In this series, the mitral valve apparatus and interventricular septum rotated 60–90° in a counterclockwise fashion with anterior displacement into the left ventricular vestibule in all patients operated on for subaortic stenosis except in those patients who had a prior AV canal or VSD repair. In reference to the latter anomalies, the VSD Dacron patch closure extended high and anterior into the left ventricular vestibule. Operative intervention with resection of the subaortic ring and septal myectomy attempts to enlarge the diameter of this very dynamic area, but does nothing to correct the pre-existing altered geometry of the vestibule. This underlying and inherent geometric problem sets the stage for recurrent disease. Since time of recurrence is inversely related to the extent of subvalvular resection, excision of the fibromembranous ring with a deep septal myectomy offers a lower risk of reoperation than ridge resection alone [9],[10],[15]. Extensive enucleation as described by Ross [16] was not considered, but our policy over the past 14 years has been to perform a myectomy routinely as an adjunct to ridge resection alone.
In our study, no evidence was found to support that DSS was congenital in origin. DSS was not encountered in the newborn period. The youngest patient diagnosed with DSS was 9 months old and the remaining 35 (97.2%) were diagnosed beyond the first year of age. Since only one patient was diagnosed with DSS within the first year, it is unlikely that the disease is truly congenital. Also, in all reoperations for recurrence, the visual and anatomical configuration of the subvalvular ring appeared as if no prior surgery was performed. In each case there was a circumferential thick ridge or membrane very similar to the findings at the original operation. This reinforces our contention that the subvalvular ridge develops over a period of time secondary to a pre-existing anatomic alteration in the left ventricular vestibule.
The unavoidable high rate of recurrence when these patients are followed for many years contradicts the benign perception the term `discrete subaortic stenosis' implies. There is more to the disease than just a thin membrane that can be easily excised. The rate of recurrence requiring reoperation in the literature is as high as 27% [11]. It is for this reason that we recommend extensive myectomy at the time of initial surgery to provide a longer symptom- and disease-free state. When a second operation becomes necessary, patients usually have grown in size allowing an even more extensive operation, if necessary, such as a limited or extensive aortic root enlargement. In our series, three patients eventually underwent either a posterior root enlargement or a Konno–Rastan type aortoventriculoplasty due to failure of the aortic annulus to grow.
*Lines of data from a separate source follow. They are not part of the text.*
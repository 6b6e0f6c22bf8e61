use compete_shared::{ArticleDto, ProfileViewModel, SharedError, TeamView, UserDto};
use std::cell::Cell;
use std::rc::Rc;
use yew::prelude::*;

pub const USER_MISSING_MESSAGE: &str = "User does not exist";
pub const CONTENT_FAILED_MESSAGE: &str = "Failed to load data, please try again later!";
pub const SAVE_FAILED_MESSAGE: &str = "Failed to save!";
pub const TEAM_ACTION_UNAVAILABLE_MESSAGE: &str = "This action is not available on this page!";

/// Teams and articles share one lifecycle: they load and fail together.
#[derive(Clone, Debug, PartialEq)]
pub enum ContentState {
    Loading,
    Loaded(ProfileViewModel),
    Failed(String),
}

#[derive(Clone, Debug, PartialEq)]
pub struct ProfileState {
    pub user: Option<UserDto>,
    pub user_loading: bool,
    pub user_error: Option<String>,
    pub content: ContentState,
    pub editing: bool,
    /// Why the last save attempt failed; cleared by the next save or toggle.
    pub save_error: Option<String>,
}

impl Default for ProfileState {
    fn default() -> Self {
        Self {
            user: None,
            user_loading: true,
            user_error: None,
            content: ContentState::Loading,
            editing: false,
            save_error: None,
        }
    }
}

impl ProfileState {
    pub fn content_loading(&self) -> bool {
        matches!(self.content, ContentState::Loading)
    }

    pub fn content_error(&self) -> Option<&str> {
        match &self.content {
            ContentState::Failed(msg) => Some(msg),
            _ => None,
        }
    }

    pub fn teams(&self) -> &[TeamView] {
        match &self.content {
            ContentState::Loaded(vm) => &vm.teams,
            _ => &[],
        }
    }

    pub fn articles(&self) -> &[ArticleDto] {
        match &self.content {
            ContentState::Loaded(vm) => &vm.articles,
            _ => &[],
        }
    }
}

#[derive(Clone, Debug, PartialEq)]
pub enum ProfileAction {
    /// Start over for a different user id.
    Reset,
    UserLoaded(UserDto),
    UserMissing(String),
    ContentLoaded(ProfileViewModel),
    ContentFailed(String),
    ToggleEdit,
    UserSaved(UserDto),
    /// Save was rejected (validation or backend); the form stays open.
    SaveFailed(String),
}

impl ProfileAction {
    /// Turns the outcome of a save into the action that records it.
    /// Validation messages are shown as is, other failures get a generic one.
    pub fn from_save(result: compete_shared::Result<UserDto>) -> Self {
        match result {
            Ok(user) => ProfileAction::UserSaved(user),
            Err(SharedError::Validation(message)) => ProfileAction::SaveFailed(message),
            Err(_) => ProfileAction::SaveFailed(SAVE_FAILED_MESSAGE.to_string()),
        }
    }
}

/// Numbers each round of profile requests. A response is applied only while
/// its round is still the current one, so a late answer for a previous user
/// id (or for an unmounted page) is dropped.
#[derive(Debug, Default)]
pub struct RequestGeneration {
    current: Cell<u64>,
}

impl RequestGeneration {
    /// Starts a new round and returns its ticket.
    pub fn begin(&self) -> u64 {
        self.invalidate();
        self.current.get()
    }

    /// Ends the current round without starting one.
    pub fn invalidate(&self) {
        self.current.set(self.current.get().wrapping_add(1));
    }

    pub fn is_current(&self, ticket: u64) -> bool {
        self.current.get() == ticket
    }
}

impl Reducible for ProfileState {
    type Action = ProfileAction;

    fn reduce(self: Rc<Self>, action: Self::Action) -> Rc<Self> {
        match action {
            ProfileAction::Reset => Rc::new(Self::default()),
            ProfileAction::UserLoaded(user) => Rc::new(Self {
                user: Some(user),
                user_loading: false,
                user_error: None,
                ..(*self).clone()
            }),
            ProfileAction::UserMissing(error) => Rc::new(Self {
                user: None,
                user_loading: false,
                user_error: Some(error),
                editing: false,
                ..(*self).clone()
            }),
            ProfileAction::ContentLoaded(vm) => Rc::new(Self {
                content: ContentState::Loaded(vm),
                ..(*self).clone()
            }),
            ProfileAction::ContentFailed(error) => Rc::new(Self {
                content: ContentState::Failed(error),
                ..(*self).clone()
            }),
            ProfileAction::ToggleEdit => Rc::new(Self {
                editing: !self.editing,
                save_error: None,
                ..(*self).clone()
            }),
            ProfileAction::UserSaved(user) => Rc::new(Self {
                user: Some(user),
                editing: false,
                save_error: None,
                ..(*self).clone()
            }),
            ProfileAction::SaveFailed(error) => Rc::new(Self {
                save_error: Some(error),
                ..(*self).clone()
            }),
        }
    }
}

#[cfg(test)]
mod tests {
    use super::*;
    use compete_shared::ProfileViewModelBuilder;
    use pretty_assertions::assert_eq;

    fn user(name: &str) -> UserDto {
        UserDto {
            id: 5,
            name: name.to_string(),
            email: "user@example.com".to_string(),
            ..UserDto::default()
        }
    }

    fn apply(state: ProfileState, actions: Vec<ProfileAction>) -> ProfileState {
        let mut state = Rc::new(state);
        for action in actions {
            state = state.reduce(action);
        }
        (*state).clone()
    }

    #[test]
    fn test_initial_state_is_loading() {
        let state = ProfileState::default();
        assert!(state.user_loading);
        assert!(state.content_loading());
        assert!(state.teams().is_empty());
    }

    #[test]
    fn test_user_and_content_load_independently() {
        let vm = ProfileViewModelBuilder::from_json(
            r#"[{"team":{"id":1,"requirements":["a\nb"]},"members":[]}]"#,
            "[]",
        )
        .unwrap();
        let state = apply(
            ProfileState::default(),
            vec![
                ProfileAction::ContentLoaded(vm),
                ProfileAction::UserLoaded(user("Ann")),
            ],
        );
        assert!(!state.user_loading);
        assert_eq!(state.teams().len(), 1);
        assert_eq!(state.teams()[0].requirements(), &["a", "b"]);
    }

    #[test]
    fn test_content_failure_leaves_lists_empty() {
        let state = apply(
            ProfileState::default(),
            vec![ProfileAction::ContentFailed(CONTENT_FAILED_MESSAGE.to_string())],
        );
        assert!(!state.content_loading());
        assert_eq!(state.content_error(), Some(CONTENT_FAILED_MESSAGE));
        assert!(state.teams().is_empty());
        assert!(state.articles().is_empty());
    }

    #[test]
    fn test_user_missing_sets_error() {
        let state = apply(
            ProfileState::default(),
            vec![ProfileAction::UserMissing(USER_MISSING_MESSAGE.to_string())],
        );
        assert!(!state.user_loading);
        assert_eq!(state.user_error.as_deref(), Some(USER_MISSING_MESSAGE));
        assert_eq!(state.user, None);
    }

    #[test]
    fn test_save_leaves_edit_mode() {
        let state = apply(
            ProfileState::default(),
            vec![
                ProfileAction::UserLoaded(user("Ann")),
                ProfileAction::ToggleEdit,
                ProfileAction::UserSaved(user("Annie")),
            ],
        );
        assert!(!state.editing);
        assert_eq!(state.user.map(|u| u.name), Some("Annie".to_string()));
    }

    #[test]
    fn test_failed_save_stays_in_edit_mode() {
        let state = apply(
            ProfileState::default(),
            vec![
                ProfileAction::UserLoaded(user("Ann")),
                ProfileAction::ToggleEdit,
                ProfileAction::from_save(Err(SharedError::from_status(500, "db down"))),
            ],
        );
        assert!(state.editing);
        assert_eq!(state.user.map(|u| u.name), Some("Ann".to_string()));
        assert_eq!(state.save_error.as_deref(), Some(SAVE_FAILED_MESSAGE));
    }

    #[test]
    fn test_save_outcome_keeps_validation_message() {
        assert_eq!(
            ProfileAction::from_save(Err(SharedError::Validation("email: Invalid email format".to_string()))),
            ProfileAction::SaveFailed("email: Invalid email format".to_string())
        );
        assert_eq!(
            ProfileAction::from_save(Ok(user("Ann"))),
            ProfileAction::UserSaved(user("Ann"))
        );
    }

    #[test]
    fn test_successful_save_clears_previous_error() {
        let state = apply(
            ProfileState::default(),
            vec![
                ProfileAction::UserLoaded(user("Ann")),
                ProfileAction::ToggleEdit,
                ProfileAction::SaveFailed(SAVE_FAILED_MESSAGE.to_string()),
                ProfileAction::UserSaved(user("Annie")),
            ],
        );
        assert!(!state.editing);
        assert_eq!(state.save_error, None);
    }

    #[test]
    fn test_new_round_outdates_previous_ticket() {
        let generation = RequestGeneration::default();
        let first = generation.begin();
        assert!(generation.is_current(first));

        let second = generation.begin();
        assert!(!generation.is_current(first));
        assert!(generation.is_current(second));
    }

    #[test]
    fn test_invalidate_outdates_every_ticket() {
        let generation = RequestGeneration::default();
        let ticket = generation.begin();
        generation.invalidate();
        assert!(!generation.is_current(ticket));
    }

    #[test]
    fn test_toggle_edit_twice_restores() {
        let state = apply(
            ProfileState::default(),
            vec![ProfileAction::ToggleEdit, ProfileAction::ToggleEdit],
        );
        assert!(!state.editing);
    }

    #[test]
    fn test_reset_returns_to_loading() {
        let state = apply(
            ProfileState::default(),
            vec![
                ProfileAction::UserLoaded(user("Ann")),
                ProfileAction::ContentFailed("x".to_string()),
                ProfileAction::Reset,
            ],
        );
        assert_eq!(state, ProfileState::default());
    }
}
This again demonstrates the multiple anatomic factors including the aortic valve and annulus, mitral valve and subvalvular mitral valve apparatus, and the interventricular septum that account for the varying speed of disease progression and age of presentation.
Surgery for DSS is safe and complications like aortic or mitral valve injury, complete heart block, and inadvertent creation of a VSD are quite rare [17]. In our series there were no early or late deaths and only two post-operative complications which were in the reoperative population.
Conclusion
Discrete subaortic stenosis is a manifestation of a geometric anatomic alteration in the left ventricular vestibule. Patients who have surgical intervention for discrete subaortic stenosis need to be followed closely for the rest of their lives. Recurrence should be addressed promptly with the same indications as at the time of initial surgery. In addition, physicians involved in the care of these patients should not be mislead by the benign nomenclature its name implies.